The answer should be one number, the count of lines in the data with "super".

===

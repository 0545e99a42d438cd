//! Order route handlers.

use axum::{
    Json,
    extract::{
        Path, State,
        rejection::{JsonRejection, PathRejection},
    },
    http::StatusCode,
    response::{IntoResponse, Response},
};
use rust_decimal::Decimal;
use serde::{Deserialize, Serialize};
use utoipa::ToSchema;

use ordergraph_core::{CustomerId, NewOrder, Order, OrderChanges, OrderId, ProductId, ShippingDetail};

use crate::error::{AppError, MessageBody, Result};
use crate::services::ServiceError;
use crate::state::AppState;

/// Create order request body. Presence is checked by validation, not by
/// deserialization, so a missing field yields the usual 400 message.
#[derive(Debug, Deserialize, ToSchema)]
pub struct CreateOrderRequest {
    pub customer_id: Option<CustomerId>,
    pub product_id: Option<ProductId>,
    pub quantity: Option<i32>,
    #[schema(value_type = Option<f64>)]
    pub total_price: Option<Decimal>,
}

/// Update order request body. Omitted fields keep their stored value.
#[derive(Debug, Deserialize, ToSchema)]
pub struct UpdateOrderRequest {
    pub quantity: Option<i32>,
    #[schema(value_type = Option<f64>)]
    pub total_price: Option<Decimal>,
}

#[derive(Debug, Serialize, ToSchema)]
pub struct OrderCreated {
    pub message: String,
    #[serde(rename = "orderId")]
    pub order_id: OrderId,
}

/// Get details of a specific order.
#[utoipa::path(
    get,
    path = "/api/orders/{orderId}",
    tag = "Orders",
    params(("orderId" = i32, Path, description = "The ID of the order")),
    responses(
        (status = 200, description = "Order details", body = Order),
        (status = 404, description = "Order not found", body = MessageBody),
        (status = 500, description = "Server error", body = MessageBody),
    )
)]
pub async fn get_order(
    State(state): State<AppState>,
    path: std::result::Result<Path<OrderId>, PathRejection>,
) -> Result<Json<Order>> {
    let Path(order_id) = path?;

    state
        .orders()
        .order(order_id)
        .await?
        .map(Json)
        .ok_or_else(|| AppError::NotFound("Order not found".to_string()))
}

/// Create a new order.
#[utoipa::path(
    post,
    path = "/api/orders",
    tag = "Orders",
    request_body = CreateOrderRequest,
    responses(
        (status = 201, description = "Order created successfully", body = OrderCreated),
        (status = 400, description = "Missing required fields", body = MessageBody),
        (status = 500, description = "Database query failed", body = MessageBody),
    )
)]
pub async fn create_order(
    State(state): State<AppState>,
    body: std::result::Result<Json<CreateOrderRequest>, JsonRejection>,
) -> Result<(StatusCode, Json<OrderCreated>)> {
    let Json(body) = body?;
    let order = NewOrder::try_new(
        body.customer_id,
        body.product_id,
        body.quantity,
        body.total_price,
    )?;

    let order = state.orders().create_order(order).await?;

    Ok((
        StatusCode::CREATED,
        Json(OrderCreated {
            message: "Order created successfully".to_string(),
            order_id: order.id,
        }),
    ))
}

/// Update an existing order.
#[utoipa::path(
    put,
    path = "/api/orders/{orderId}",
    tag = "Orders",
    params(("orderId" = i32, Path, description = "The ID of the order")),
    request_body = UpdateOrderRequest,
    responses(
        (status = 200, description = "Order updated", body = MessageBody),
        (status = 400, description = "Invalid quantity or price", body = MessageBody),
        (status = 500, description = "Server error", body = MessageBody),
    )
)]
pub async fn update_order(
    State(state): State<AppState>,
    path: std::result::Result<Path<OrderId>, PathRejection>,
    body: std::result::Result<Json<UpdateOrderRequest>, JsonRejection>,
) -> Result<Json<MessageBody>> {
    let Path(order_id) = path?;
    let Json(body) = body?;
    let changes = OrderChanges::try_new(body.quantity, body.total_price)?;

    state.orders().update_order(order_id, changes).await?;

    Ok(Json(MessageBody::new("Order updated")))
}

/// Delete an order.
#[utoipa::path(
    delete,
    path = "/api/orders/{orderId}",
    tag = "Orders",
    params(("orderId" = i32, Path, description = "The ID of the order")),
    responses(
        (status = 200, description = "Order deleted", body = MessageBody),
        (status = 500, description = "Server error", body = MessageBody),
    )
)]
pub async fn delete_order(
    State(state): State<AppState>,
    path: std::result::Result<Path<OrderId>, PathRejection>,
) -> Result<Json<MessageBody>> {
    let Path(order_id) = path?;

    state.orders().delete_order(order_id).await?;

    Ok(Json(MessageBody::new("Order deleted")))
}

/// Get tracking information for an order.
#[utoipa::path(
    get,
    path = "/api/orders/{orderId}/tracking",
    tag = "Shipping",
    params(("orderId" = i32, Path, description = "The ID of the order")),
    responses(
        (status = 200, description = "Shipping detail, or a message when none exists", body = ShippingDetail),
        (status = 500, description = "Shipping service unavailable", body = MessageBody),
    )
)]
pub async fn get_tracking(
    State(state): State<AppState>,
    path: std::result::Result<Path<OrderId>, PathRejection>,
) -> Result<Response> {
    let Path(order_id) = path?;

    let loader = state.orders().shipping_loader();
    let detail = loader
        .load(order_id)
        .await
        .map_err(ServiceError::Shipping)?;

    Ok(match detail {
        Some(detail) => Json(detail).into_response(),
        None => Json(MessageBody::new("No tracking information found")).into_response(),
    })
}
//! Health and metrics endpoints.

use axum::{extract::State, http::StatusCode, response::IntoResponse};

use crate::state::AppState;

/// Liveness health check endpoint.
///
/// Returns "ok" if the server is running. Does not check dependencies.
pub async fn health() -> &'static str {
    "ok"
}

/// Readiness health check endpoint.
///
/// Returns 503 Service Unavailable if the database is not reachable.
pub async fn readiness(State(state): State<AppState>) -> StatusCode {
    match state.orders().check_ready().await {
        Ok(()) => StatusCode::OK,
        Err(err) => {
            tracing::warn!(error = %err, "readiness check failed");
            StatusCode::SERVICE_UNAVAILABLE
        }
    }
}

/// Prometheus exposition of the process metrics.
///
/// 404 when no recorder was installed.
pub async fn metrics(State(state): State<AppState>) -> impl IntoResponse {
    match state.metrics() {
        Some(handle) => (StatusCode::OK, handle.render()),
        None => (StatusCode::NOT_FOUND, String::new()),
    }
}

===

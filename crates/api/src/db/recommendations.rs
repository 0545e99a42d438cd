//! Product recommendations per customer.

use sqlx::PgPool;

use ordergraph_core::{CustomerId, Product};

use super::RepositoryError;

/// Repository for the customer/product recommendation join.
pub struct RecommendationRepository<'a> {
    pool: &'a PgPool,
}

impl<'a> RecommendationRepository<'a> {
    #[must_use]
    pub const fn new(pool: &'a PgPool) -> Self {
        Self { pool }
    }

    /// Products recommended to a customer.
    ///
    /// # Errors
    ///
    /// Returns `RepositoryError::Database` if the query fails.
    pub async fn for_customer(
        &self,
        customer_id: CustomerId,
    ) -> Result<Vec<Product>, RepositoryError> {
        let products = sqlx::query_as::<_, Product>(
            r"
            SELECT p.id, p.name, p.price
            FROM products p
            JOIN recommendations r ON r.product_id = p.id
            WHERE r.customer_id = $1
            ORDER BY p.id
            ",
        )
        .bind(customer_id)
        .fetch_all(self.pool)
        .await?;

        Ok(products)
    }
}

===

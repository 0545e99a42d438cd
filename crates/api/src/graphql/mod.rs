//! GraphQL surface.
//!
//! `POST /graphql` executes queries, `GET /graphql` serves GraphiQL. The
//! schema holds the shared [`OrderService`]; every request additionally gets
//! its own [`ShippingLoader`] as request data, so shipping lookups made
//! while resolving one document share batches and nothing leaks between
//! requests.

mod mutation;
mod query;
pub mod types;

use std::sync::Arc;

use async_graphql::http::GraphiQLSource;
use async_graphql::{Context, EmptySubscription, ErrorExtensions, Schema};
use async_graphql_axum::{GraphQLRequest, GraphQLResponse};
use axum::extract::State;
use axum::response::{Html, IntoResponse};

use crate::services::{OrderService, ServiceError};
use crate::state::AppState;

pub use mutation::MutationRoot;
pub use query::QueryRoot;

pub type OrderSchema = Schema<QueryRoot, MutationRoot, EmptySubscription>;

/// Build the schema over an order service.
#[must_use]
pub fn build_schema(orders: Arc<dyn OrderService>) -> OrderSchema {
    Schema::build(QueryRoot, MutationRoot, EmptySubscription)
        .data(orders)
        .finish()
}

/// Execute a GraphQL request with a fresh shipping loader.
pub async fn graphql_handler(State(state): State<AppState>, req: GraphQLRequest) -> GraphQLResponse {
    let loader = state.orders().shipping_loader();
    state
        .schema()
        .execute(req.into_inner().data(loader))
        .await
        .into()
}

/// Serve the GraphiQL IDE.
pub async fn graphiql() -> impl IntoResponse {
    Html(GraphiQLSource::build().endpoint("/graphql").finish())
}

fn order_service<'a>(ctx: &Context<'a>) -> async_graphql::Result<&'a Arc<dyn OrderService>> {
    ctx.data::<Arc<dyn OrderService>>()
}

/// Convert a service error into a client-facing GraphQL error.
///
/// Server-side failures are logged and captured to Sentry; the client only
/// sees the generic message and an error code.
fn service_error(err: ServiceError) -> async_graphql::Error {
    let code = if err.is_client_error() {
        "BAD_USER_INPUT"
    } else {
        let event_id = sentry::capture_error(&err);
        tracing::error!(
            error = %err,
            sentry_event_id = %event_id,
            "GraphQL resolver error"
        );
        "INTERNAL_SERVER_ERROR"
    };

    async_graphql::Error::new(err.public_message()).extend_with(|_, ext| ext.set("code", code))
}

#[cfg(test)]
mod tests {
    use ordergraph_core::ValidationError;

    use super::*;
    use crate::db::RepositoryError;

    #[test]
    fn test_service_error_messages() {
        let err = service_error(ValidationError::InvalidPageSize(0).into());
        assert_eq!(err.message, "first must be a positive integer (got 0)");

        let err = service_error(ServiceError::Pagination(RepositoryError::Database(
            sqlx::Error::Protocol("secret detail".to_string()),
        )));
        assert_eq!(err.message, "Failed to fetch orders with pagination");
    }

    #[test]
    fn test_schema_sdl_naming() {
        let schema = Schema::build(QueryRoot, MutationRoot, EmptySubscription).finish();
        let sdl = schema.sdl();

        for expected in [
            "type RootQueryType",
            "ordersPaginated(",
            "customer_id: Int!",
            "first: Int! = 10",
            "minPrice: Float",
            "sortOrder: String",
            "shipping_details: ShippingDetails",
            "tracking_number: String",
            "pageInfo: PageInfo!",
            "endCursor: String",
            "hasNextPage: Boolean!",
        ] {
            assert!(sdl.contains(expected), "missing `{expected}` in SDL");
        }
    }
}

===

## YOUR RESPONSE
2